ISBN 978-3-95655-362-2 (E-Book)
Gestaltung des Titelbildes: Ernst Franta
Das Buch erschien erstmals 1992 im Wilhelm Heyne Verlag GmbH & Co. KG, München (Nr. 02/2368 HEYNE BLAUE REIHE).
Figuren und Orte in diesem Buch sind reine Erfindungen zugunsten einer fantastischen Geschichte. Trotzdem gilt, was mir der Polizist Maguye Sall sagte: „... dass der Erzähler der unglaublichsten Märchen nie anders kann, als ein paar Funken Wahrheit in seine Lügen zu mischen.“
Allah möge mir verzeihen.
St. M.
© 2015 EDITION digital®Pekrul & Sohn GbR Godern Alte Dorfstraße 2 b 19065 Pinnow Tel.: 03860 505788 E-Mail: [email protected] Internet: http://www.ddrautoren.de
Die ganze Nacht hatten mich die Moskitos geplagt. Auch die Klimaanlage hatte mit ihrem Schnaufen und Fiepen ihren Anteil zum Verschleiß meiner Nerven beigetragen. Schaltete ich sie jedoch aus, wurde mir unter der Bettdecke glutheiß. Zweimal war ich auf die Terrasse gegangen und hatte eine verfälschte Marlboro geraucht.
Fieber? Nein, Fieber fühlte ich Gott sei Dank nicht. Das würde dann kommen, wenn mir eine der Mücken von heute Nacht die Malaria tropica injiziert hatte. Das jetzt noch zu verhindern, war sowieso zu spät.

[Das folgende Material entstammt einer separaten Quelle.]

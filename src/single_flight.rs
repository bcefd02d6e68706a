//! Single-flight coalescing on request fingerprints: at most one upstream
//! call per fingerprint is in flight at any instant. Later submissions with
//! the same fingerprint become waiters on the leader's completion.

use std::collections::HashMap;
use std::sync::{Arc, Mutex};

use tokio::sync::watch;

use crate::types::{ErrorKind, TokenUsage};

#[derive(Clone, Debug)]
pub enum FlightOutcome {
    Success {
        text: String,
        thinking: Option<String>,
        tokens: TokenUsage,
        provider_used: String,
    },
    Failure {
        kind: ErrorKind,
        message: String,
    },
}

#[derive(Debug)]
struct Slots {
    map: Mutex<HashMap<String, watch::Sender<Option<FlightOutcome>>>>,
}

#[derive(Clone, Debug)]
pub struct SingleFlight {
    slots: Arc<Slots>,
}

pub enum Flight {
    /// This caller owns the upstream call and must resolve the guard.
    Leader(FlightGuard),
    /// Another call with the same fingerprint is in flight; await its result.
    Waiter(watch::Receiver<Option<FlightOutcome>>),
}

impl Default for SingleFlight {
    fn default() -> Self {
        Self {
            slots: Arc::new(Slots {
                map: Mutex::new(HashMap::new()),
            }),
        }
    }
}

impl SingleFlight {
    pub fn begin(&self, fingerprint: &str) -> Flight {
        let mut map = self.slots.map.lock().expect("single-flight lock");
        if let Some(sender) = map.get(fingerprint) {
            return Flight::Waiter(sender.subscribe());
        }
        let (tx, _rx) = watch::channel(None);
        map.insert(fingerprint.to_string(), tx);
        Flight::Leader(FlightGuard {
            fingerprint: fingerprint.to_string(),
            slots: Arc::clone(&self.slots),
            resolved: false,
        })
    }

    pub fn in_flight(&self) -> usize {
        self.slots.map.lock().expect("single-flight lock").len()
    }
}

/// Await a waiter's copy of the leader's outcome.
pub async fn await_outcome(
    mut rx: watch::Receiver<Option<FlightOutcome>>,
) -> FlightOutcome {
    loop {
        if let Some(outcome) = rx.borrow().clone() {
            return outcome;
        }
        if rx.changed().await.is_err() {
            // Leader dropped without resolving; treat like an aborted call.
            return FlightOutcome::Failure {
                kind: ErrorKind::TransientBackend,
                message: "coalesced request was abandoned".to_string(),
            };
        }
    }
}

#[derive(Debug)]
pub struct FlightGuard {
    fingerprint: String,
    slots: Arc<Slots>,
    resolved: bool,
}

impl FlightGuard {
    pub fn fingerprint(&self) -> &str {
        &self.fingerprint
    }

    /// Publish the outcome to all waiters and release the slot. The cache
    /// write for a success must happen before this is called so waiters
    /// never observe a missing entry.
    pub fn resolve(mut self, outcome: FlightOutcome) {
        self.resolved = true;
        let sender = {
            let mut map = self.slots.map.lock().expect("single-flight lock");
            map.remove(&self.fingerprint)
        };
        if let Some(sender) = sender {
            let _ = sender.send(Some(outcome));
        }
    }
}

impl Drop for FlightGuard {
    fn drop(&mut self) {
        if self.resolved {
            return;
        }
        let sender = {
            let mut map = self.slots.map.lock().expect("single-flight lock");
            map.remove(&self.fingerprint)
        };
        if let Some(sender) = sender {
            let _ = sender.send(Some(FlightOutcome::Failure {
                kind: ErrorKind::TransientBackend,
                message: "in-flight request aborted".to_string(),
            }));
        }
    }
}

#[cfg(test)]
mod tests {
    use super::*;

    #[tokio::test]
    async fn second_caller_becomes_waiter() {
        let flights = SingleFlight::default();
        let leader = match flights.begin("fp") {
            Flight::Leader(guard) => guard,
            Flight::Waiter(_) => panic!("first caller must lead"),
        };
        let waiter = match flights.begin("fp") {
            Flight::Waiter(rx) => rx,
            Flight::Leader(_) => panic!("second caller must wait"),
        };
        assert_eq!(flights.in_flight(), 1);

        leader.resolve(FlightOutcome::Success {
            text: "hi".to_string(),
            thinking: None,
            tokens: TokenUsage::new(1, 1),
            provider_used: "stub".to_string(),
        });

        match await_outcome(waiter).await {
            FlightOutcome::Success { text, .. } => assert_eq!(text, "hi"),
            FlightOutcome::Failure { .. } => panic!("expected success"),
        }
        assert_eq!(flights.in_flight(), 0);
    }

    #[tokio::test]
    async fn failures_propagate_to_waiters() {
        let flights = SingleFlight::default();
        let Flight::Leader(leader) = flights.begin("fp") else {
            panic!("leader expected");
        };
        let Flight::Waiter(waiter) = flights.begin("fp") else {
            panic!("waiter expected");
        };

        leader.resolve(FlightOutcome::Failure {
            kind: ErrorKind::PermanentBackend,
            message: "upstream rejected".to_string(),
        });

        match await_outcome(waiter).await {
            FlightOutcome::Failure { kind, .. } => {
                assert_eq!(kind, ErrorKind::PermanentBackend)
            }
            FlightOutcome::Success { .. } => panic!("expected failure"),
        }
    }

    #[tokio::test]
    async fn dropped_leader_fails_waiters() {
        let flights = SingleFlight::default();
        let Flight::Leader(leader) = flights.begin("fp") else {
            panic!("leader expected");
        };
        let Flight::Waiter(waiter) = flights.begin("fp") else {
            panic!("waiter expected");
        };
        drop(leader);

        match await_outcome(waiter).await {
            FlightOutcome::Failure { kind, .. } => {
                assert_eq!(kind, ErrorKind::TransientBackend)
            }
            FlightOutcome::Success { .. } => panic!("expected failure"),
        }
        assert_eq!(flights.in_flight(), 0);
    }

    #[tokio::test]
    async fn slot_is_reusable_after_resolution() {
        let flights = SingleFlight::default();
        let Flight::Leader(first) = flights.begin("fp") else {
            panic!("leader expected");
        };
        first.resolve(FlightOutcome::Failure {
            kind: ErrorKind::TransientBackend,
            message: "x".to_string(),
        });
        assert!(matches!(flights.begin("fp"), Flight::Leader(_)));
    }
}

In meiner Kaffeetasse rührte ich herum wie ein eingeschlafener Roboter. Blickte lustlos schräg hoch in die Fächerpalmen, wo jetzt nach Sonnenaufgang die Fledermäuse in Reih und Glied wie taube Nüsse hingen. Fand weder eine Beziehung zu Butter noch Marmelade noch zu den knusprig heißen Baguettes. Frühstücken oder Kotzen, das war hier die Frage. Ganz nebenbei hatte ich zur Abwehr der Moskitos eine Literflasche gepanschten Weißwein geleert.
Einer der schwarzen Kellner lächelte mir vom Buffet aus aufmunternd zu. Wie alle Kellner trug er eine Art grünen Schlafanzug und schien so weit entfernt von mir, wie ich selbst von meinem Heimatland. Ich entwickelte einen Energiestoß von Charme und lächelte zurück. Rundum an den herrlich weißen Plastetischen mampften schwarze und weiße Leute ihr im Hotelpreis einbegriffenes Frühstück. Auch an meinem Tisch kauten zwei müde, kaffeebraune Huren, die mit Mannsbildern nichts mehr im Sinn hatten, nach getaner Nachtschicht ihre knackigen Brötchen. Das war beruhigend. Und so schlief ich, das Messer in der erhobenen Hand, ein bisschen.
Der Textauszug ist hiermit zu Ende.